「海外ではアリババのECセール『独身の日(ダブルイレブン)』ばかり注目されるけど、中国では当社の618セールも有名なんですよ」
アリババに次ぐ中国2位のEC企業、JD.comの広報担当者が筆者にそう話したのは2年前のことだ。当時、JD.comは「業界2位」から抜け出す戦略の一環として国際広報部署を設立し、海外での知名度向上に取り組んでいた。だがその後も、JD.comが6月に開催する618セールは、アリババのセールに比べると影が薄かった。
2020年、どちらかという地味だった618セールに光を当てたのは、同社の努力ではなく新型コロナウイルス発生だった。618に限らずネットセールはこの数年マンネリ化し、毎年話題づくりに苦心していたが、今年は「アフターコロナの消費回復」をスローガンに、中国全土を挙げたお祭りになっている。
JD.comのふんどしで相撲を取るアリババ
とにかく今年の618セールは話題尽くしなのだが、その中でも象徴的な傾向をいくつか紹介したい。
まず、このセールは本来JD.comのセールだが、今年は4大EC企業(JD.com、アリババ、拼多多、蘇寧易購)が全力で取り組み、中でもいちばん前のめりになっているのがアリババという点だ。
同セールは例年6月1日から18日まで行われるが、アリババが運営するECサイトTモールは今年、セール期間を5月25日から6月20日までと長めに設定。
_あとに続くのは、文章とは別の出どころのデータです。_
//! Route table and middleware stack

use axum::http::header::{self, HeaderName, HeaderValue};
use axum::http::request::Parts;
use axum::http::Method;
use axum::routing::{get, post};
use axum::Router;
use tower::ServiceBuilder;
use tower_http::cors::{AllowOrigin, CorsLayer};
use tower_http::request_id::{MakeRequestUuid, PropagateRequestIdLayer, SetRequestIdLayer};
use tower_http::timeout::TimeoutLayer;
use tower_http::trace::{DefaultMakeSpan, DefaultOnResponse, TraceLayer};
use tracing::Level;

use crate::handlers::{self, health, ready};
use crate::state::AppState;

/// Origins allowed to make credentialed requests.
///
/// Local development hosts and any https origin are always allowed; plain
/// http is allowed only outside production.
pub fn origin_allowed(origin: &str, production: bool) -> bool {
    if origin.starts_with("https://") {
        return true;
    }
    let Some(rest) = origin.strip_prefix("http://") else {
        return false;
    };
    let host = rest.split([':', '/']).next().unwrap_or_default();
    matches!(host, "localhost" | "127.0.0.1") || !production
}

fn cors_layer(production: bool) -> CorsLayer {
    CorsLayer::new()
        .allow_origin(AllowOrigin::predicate(
            move |origin: &HeaderValue, _parts: &Parts| {
                origin
                    .to_str()
                    .is_ok_and(|origin| origin_allowed(origin, production))
            },
        ))
        .allow_credentials(true)
        .allow_methods([Method::GET, Method::POST, Method::OPTIONS])
        .allow_headers([
            header::CONTENT_TYPE,
            header::AUTHORIZATION,
            HeaderName::from_static("x-requested-with"),
            header::ACCEPT,
            header::ORIGIN,
        ])
}

/// Build the HTTP router with all routes and middleware
pub fn build_router(state: AppState) -> Router {
    let request_timeout = state.request_timeout();

    let auth_routes = Router::new()
        .route("/otp/request", post(handlers::request_otp))
        .route("/otp/verify", post(handlers::verify_otp))
        .route("/refresh", post(handlers::refresh))
        .route("/logout", post(handlers::logout))
        .route("/me", get(handlers::me))
        .route("/session", get(handlers::session));

    // Health routes (no timeout - must always respond quickly)
    let health_routes = Router::new()
        .route("/health", get(health))
        .route("/ready", get(ready));

    // Build middleware stack (order matters - outermost first)
    let middleware = ServiceBuilder::new()
        // Request ID propagation (outermost)
        .layer(SetRequestIdLayer::x_request_id(MakeRequestUuid))
        .layer(PropagateRequestIdLayer::x_request_id())
        // Tracing with request details
        .layer(
            TraceLayer::new_for_http()
                .make_span_with(DefaultMakeSpan::new().level(Level::INFO))
                .on_response(DefaultOnResponse::new().level(Level::INFO)),
        )
        .layer(cors_layer(state.config.production))
        // Request timeout (innermost - closest to handler)
        .layer(TimeoutLayer::new(request_timeout));

    Router::new()
        .nest("/auth", auth_routes)
        .layer(middleware)
        .merge(health_routes)
        .with_state(state)
}

#[cfg(test)]
mod tests {
    use super::*;

    #[test]
    fn test_origin_allowed() {
        assert!(origin_allowed("https://app.example.com", true));
        assert!(origin_allowed("http://localhost:5173", true));
        assert!(origin_allowed("http://127.0.0.1:3000", true));
        assert!(!origin_allowed("http://app.example.com", true));
        assert!(!origin_allowed("http://localhost.evil.test", true));
        assert!(origin_allowed("http://app.example.com", false));
        assert!(!origin_allowed("ftp://app.example.com", false));
    }
}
毎日のように盛り上がりを示す数字を公表した。
具体的には、
・16日には、iPhone、iPad、Mac、AirPodsなどアップル製品の半日の取引額が前年同日の1日分を上回った。
・6月12日から始めた「愛家日」(インテリアなどのセールイベント)は、開始1時間で取引額が前年同日の16倍に増えた。
という感じだ。
Tモールは19日、6月18日までの取引額が過去最高の6982億元(10兆6000億円)に達したと発表した。この額は、2019年11月の独身の日セールのTモール取引額の2684億元(約4兆円)を大きく上回る。